There are 149 rows in this data subset and 14 columns.
Rows reference individual countries.
Columns reference the country attributes and calculated variables that make up the happiness score.

Explanation of variables

Variable Data type Explanation
Rank integer Rank by happiness ladder score.
Country character Country name (149 countries).
Region character Geographic region of country (10 total).
Score numeric Happiness score or subjective well-being (also known as ‘ladder score’ or ‘Cantril life ladder’). The English wording of the question is ‘Please imagine a ladder, with steps numbered from 0 at the bottom to 10 at the top. The top of the ladder represents the best possible life for you and the bottom of the ladder represents the worst possible life for you. On which step of the ladder would you say you personally feel you stand at this time?’
GDP numeric GDP per capita is a measure of Gross Domestic Product per its population.
Social Support numeric Social support of having friends and family assissting in times of need or crisis. Social support improves the quality of life and provides a buffer against adverse life events.
Health Life Expectancy numeric Healthy Life Expectancy is the average timespan that a newborn can expect to live in “full health” — in other words, not hampered by disabling illnesses or injuries.
Freedom of Choice numeric Freedom of choice of individual’s opportunity and autonomy to perform an action selected from at least two available options, unconstrained by external parties.
Generosity numeric Residual of regressing the national average of responses to the question, ‘Have you donated money to a charity in past months?’ on GDP capita.
Perception of Corruption numeric The Corruption Perceptions Index (CPI), an index published annually by Transparency International since 1995, ranks countries ‘by their perceived levels of public sector corruption, as determined by expert assessments and opinion surveys.’
Trust numeric The inverse of corruption.

Research questions

Questions I’ll be researching throughout this exploratory data analysis:

  1. Which factors contributed most to the overall happiness score?
  2. Are the factors that contribute the most consistent regardless of overall score?
  3. Do happiness scores differ by geographic region?

Preliminary plots

To get a sense of what data might be interesting to look at, I created scatter plots that show the relationship between happiness scores of all countries vs. calculated variables of all countries.

Scatter plots

Scatter plot notes:

  • Overall, these scatter plots give a sense that a higher score in any one factor (except generosity) contribute to a higher ladder score.
  • The linear regression lines are hard to compare to each other, so this doesn’t look like the best way to see which factors might contribute more than others.

Correlation plot

My second attempt to see which factors might contribute most to the happiness score is to create a correlation heat map.

Correlation plot notes:

  • This plot helps compare the factors more than the scatter plots, but not by much.
  • It’s very apparent that generosity is the least correlated score based on this color palette.
  • This plot has too much unnecessary information to easily answer the question. What I really want to see is the bottom row, correlating the overall happiness score to the different variables. For this EDA, I’m not looking at correlations between the variables themselves.

EDA Questions

1. Which factors contributed most to the overall happiness score?

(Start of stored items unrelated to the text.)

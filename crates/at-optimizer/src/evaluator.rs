//! Contracts between the schedulers and the problems they tune.

use at_types::{Arm, AtResult, Domain, EvaluationError, OptimizationGoals};
use rand::rngs::StdRng;

/// A model bound to one [`Arm`], trained incrementally.
///
/// `evaluate` receives an *absolute* resource level: the evaluator resumes
/// from whatever it has already consumed and trains up to `n_resources`.
/// Schedulers only ever call it with non-decreasing levels and never
/// concurrently on the same evaluator.
pub trait Evaluator: Send {
    fn arm(&self) -> &Arm;

    fn evaluate(&mut self, n_resources: f64) -> Result<OptimizationGoals, EvaluationError>;
}

/// A hyperparameter optimization problem: a domain plus a factory of
/// evaluators.
pub trait Problem {
    /// Short identifier used in logs and reports.
    fn name(&self) -> &str {
        "problem"
    }

    fn domain(&self) -> &Domain;

    /// Names of the hyperparameters being optimized, in domain order. The rest
    /// are held at their defaults.
    fn hyperparams_to_opt(&self) -> &[String];

    /// Build an evaluator for `arm`, or for a freshly drawn random arm when
    /// `arm` is `None`.
    fn get_evaluator(&self, arm: Option<Arm>, rng: &mut StdRng) -> AtResult<Box<dyn Evaluator>>;

    fn draw_arm(&self, rng: &mut StdRng) -> AtResult<Arm> {
        Ok(Arm::draw(self.domain(), self.hyperparams_to_opt(), rng)?)
    }
}
//! Evaluation history, run status and reporting.

use at_types::{Arm, AtResult, OptimizationGoals};
use chrono::{DateTime, Utc};
use serde::{Deserialize, Serialize};
use std::cmp::Ordering;
use uuid::Uuid;

/// Unique optimization run identifier.
pub type RunId = Uuid;

/// Whether we are minimizing or maximizing the optimization goal.
#[derive(Debug, Clone, Copy, PartialEq, Eq, Default, Serialize, Deserialize)]
pub enum ObjectiveDirection {
    #[default]
    Minimize,
    Maximize,
}

impl ObjectiveDirection {
    /// Ordering that puts the better value first. NaN always sorts last.
    pub fn compare(&self, a: f64, b: f64) -> Ordering {
        match (a.is_nan(), b.is_nan()) {
            (true, true) => Ordering::Equal,
            (true, false) => Ordering::Greater,
            (false, true) => Ordering::Less,
            (false, false) => match self {
                Self::Minimize => a.partial_cmp(&b).unwrap_or(Ordering::Equal),
                Self::Maximize => b.partial_cmp(&a).unwrap_or(Ordering::Equal),
            },
        }
    }

    /// Strict improvement: ties keep the incumbent.
    pub fn is_better(&self, candidate: f64, incumbent: f64) -> bool {
        self.compare(candidate, incumbent) == Ordering::Less
    }

    pub fn as_str(&self) -> &'static str {
        match self {
            Self::Minimize => "min",
            Self::Maximize => "max",
        }
    }
}

/// An arm together with the goals one of its evaluations produced.
#[derive(Debug, Clone, PartialEq, Serialize, Deserialize)]
pub struct Evaluation {
    pub arm: Arm,
    pub goals: OptimizationGoals,
}

impl Evaluation {
    pub fn objective(&self, goal: &str) -> AtResult<f64> {
        self.goals.get(goal)
    }
}

/// Cumulative progress marker, recorded once per processed round.
#[derive(Debug, Clone, Copy, PartialEq, Serialize, Deserialize)]
pub struct Checkpoint {
    /// Rounds (or random-search iterations) processed so far, 1-based.
    pub iteration: usize,
    /// Wall-clock seconds since the run started.
    pub elapsed_secs: f64,
    /// Resources consumed so far across every evaluator.
    pub resources: f64,
}

/// Best evaluation of one round.
#[derive(Debug, Clone, PartialEq, Serialize, Deserialize)]
pub struct HistoryEntry {
    pub evaluation: Evaluation,
    /// Value of the optimization goal for `evaluation`.
    pub objective: f64,
    /// Hyperband bracket index `s`; `None` for random search.
    pub bracket: Option<usize>,
    /// Round index inside the bracket (iteration index for random search).
    pub round: usize,
    /// Resource level every evaluator of the round was trained to.
    pub n_resources: f64,
    pub evaluated: usize,
    pub failed: usize,
    pub checkpoint: Checkpoint,
    pub recorded_at: DateTime<Utc>,
}

/// Append-only, round-ordered record of the best evaluation per round.
#[derive(Debug, Clone, Default, PartialEq, Serialize, Deserialize)]
#[serde(transparent)]
pub struct EvaluationHistory {
    entries: Vec<HistoryEntry>,
}

impl EvaluationHistory {
    pub fn new() -> Self {
        Self::default()
    }

    pub fn push(&mut self, entry: HistoryEntry) {
        self.entries.push(entry);
    }

    pub fn entries(&self) -> &[HistoryEntry] {
        &self.entries
    }

    pub fn iter(&self) -> std::slice::Iter<'_, HistoryEntry> {
        self.entries.iter()
    }

    pub fn len(&self) -> usize {
        self.entries.len()
    }

    pub fn is_empty(&self) -> bool {
        self.entries.is_empty()
    }

    pub fn last(&self) -> Option<&HistoryEntry> {
        self.entries.last()
    }

    /// Best entry for `direction`; the earliest one wins ties.
    pub fn best(&self, direction: ObjectiveDirection) -> Option<&HistoryEntry> {
        self.entries.iter().fold(None, |best, entry| match best {
            Some(current) if !direction.is_better(entry.objective, current.objective) => {
                Some(current)
            }
            _ => Some(entry),
        })
    }

    pub(crate) fn clear(&mut self) {
        self.entries.clear();
    }
}

/// Why a run ended before its schedule was exhausted.
#[derive(Debug, Clone, Copy, PartialEq, Serialize, Deserialize)]
pub enum StopReason {
    TimeBudget { limit_secs: f64, elapsed_secs: f64 },
    RoundBudget { limit: usize },
}

/// Lifecycle state for an optimization run.
#[derive(Debug, Clone, Copy, PartialEq, Eq, Serialize, Deserialize)]
pub enum RunState {
    Pending,
    Running,
    Completed,
    Stopped,
    Failed,
}

/// Aggregate status of an optimization run.
#[derive(Debug, Clone, PartialEq, Serialize, Deserialize)]
pub struct OptimizationStatus {
    pub id: RunId,
    pub state: RunState,
    pub rounds_completed: usize,
    pub evaluations_completed: usize,
    pub evaluations_failed: usize,
    pub best: Option<Evaluation>,
    pub best_objective: Option<f64>,
    pub stop_reason: Option<StopReason>,
    pub started_at: Option<DateTime<Utc>>,
    pub finished_at: Option<DateTime<Utc>>,
    pub error: Option<String>,
}

impl OptimizationStatus {
    pub fn new() -> Self {
        Self {
            id: Uuid::new_v4(),
            state: RunState::Pending,
            rounds_completed: 0,
            evaluations_completed: 0,
            evaluations_failed: 0,
            best: None,
            best_objective: None,
            stop_reason: None,
            started_at: None,
            finished_at: None,
            error: None,
        }
    }

    pub fn mark_running(&mut self) {
        self.state = RunState::Running;
        self.started_at = Some(Utc::now());
    }

    pub fn mark_completed(&mut self) {
        self.state = RunState::Completed;
        self.finished_at = Some(Utc::now());
    }

    pub fn mark_stopped(&mut self, reason: StopReason) {
        self.state = RunState::Stopped;
        self.stop_reason = Some(reason);
        self.finished_at = Some(Utc::now());
    }

    pub fn mark_failed(&mut self, error: String) {
        self.state = RunState::Failed;
        self.finished_at = Some(Utc::now());
        self.error = Some(error);
    }

    /// Update the best evaluation if `entry` improves on it.
    pub fn update_best(&mut self, entry: &HistoryEntry, direction: ObjectiveDirection) {
        let improves = match self.best_objective {
            None => true,
            Some(current) => direction.is_better(entry.objective, current),
        };
        if improves {
            self.best = Some(entry.evaluation.clone());
            self.best_objective = Some(entry.objective);
        }
    }
}

impl Default for OptimizationStatus {
    fn default() -> Self {
        Self::new()
    }
}

/// Final state of a run, ready for the caller to persist.
#[derive(Debug, Clone, PartialEq, Serialize, Deserialize)]
pub struct OptimizationReport {
    pub optimizer: String,
    pub problem: String,
    pub config: serde_json::Value,
    pub status: OptimizationStatus,
    pub best: Option<Evaluation>,
    pub history: EvaluationHistory,
    pub checkpoints: Vec<Checkpoint>,
}

impl OptimizationReport {
    pub fn to_json_pretty(&self) -> AtResult<String> {
        Ok(serde_json::to_string_pretty(self)?)
    }
}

If you look at the correlation coefficients of each variable compared to the overall happiness score, the country’s GDP and healthy life expectancy scores are the most positively correlated. This is interesting because these are the two scores that are not self-reported by the country’s citizens, meaning they are the most objective factors.

2. Are the factors that contribute the most consistent regardless of overall score?

To answer this question, I looked at the correlation values of the “happiest” countries and compared them to the “least happy” countries. I split the data frame in half, the top 50% are the happiest, the bottom 50% are the saddest.

The most blatant difference in the top and bottom 50% is how strongly “trust” is correlated to the overall happiness score. For the top 50% “happiest” countries, trust in the public sector - or, lack of perceived corruption - is the most positively correlated factor. For the bottom 50%, it’s the least positively correlated factor. In plain language, this means that for the happiest countries, trust in the public sector (governing body) is hugely important to their overall happiness, as compared to the least happy countries.

If we look back at the scatter plot for trust, you can easily see this discrepancy. A subset of the highest ranking countries are pulling the regression line up.

3. Do happiness scores differ by geographic region?

Comparing the top 10 and bottom 10 countries indicates that geographic region is a major factor in overall happiness score. The below bar chart shows that 9 out of the 10 “happiest” countries are in Western Europe, and 7 out of the 10 “least happy” countries is in Sub-Saharan Africa.

To get a larger picture, I created box plots to compare the happiness scores, by region, for the entire data set. This shows that the top and bottom 10 countries is fairly indicative of the data set as a whole.

Additional research opportunities

There are many more questions to explore within the 2021 World Happiness Report data, and when comparing report data from 2012-2021. For example:

  • Create a heat map of happiness scores or certain factors overlaying a world map graphic, or an animated gif showing change in happiness scores over time.
  • Look at trends in particular countries over time.
  • Look at trends in calculated factor correlation over time.
  • Analyze trends or correlations from the “dystopian” side of the data (this data was included in the original .csv but removed for my EDA subset)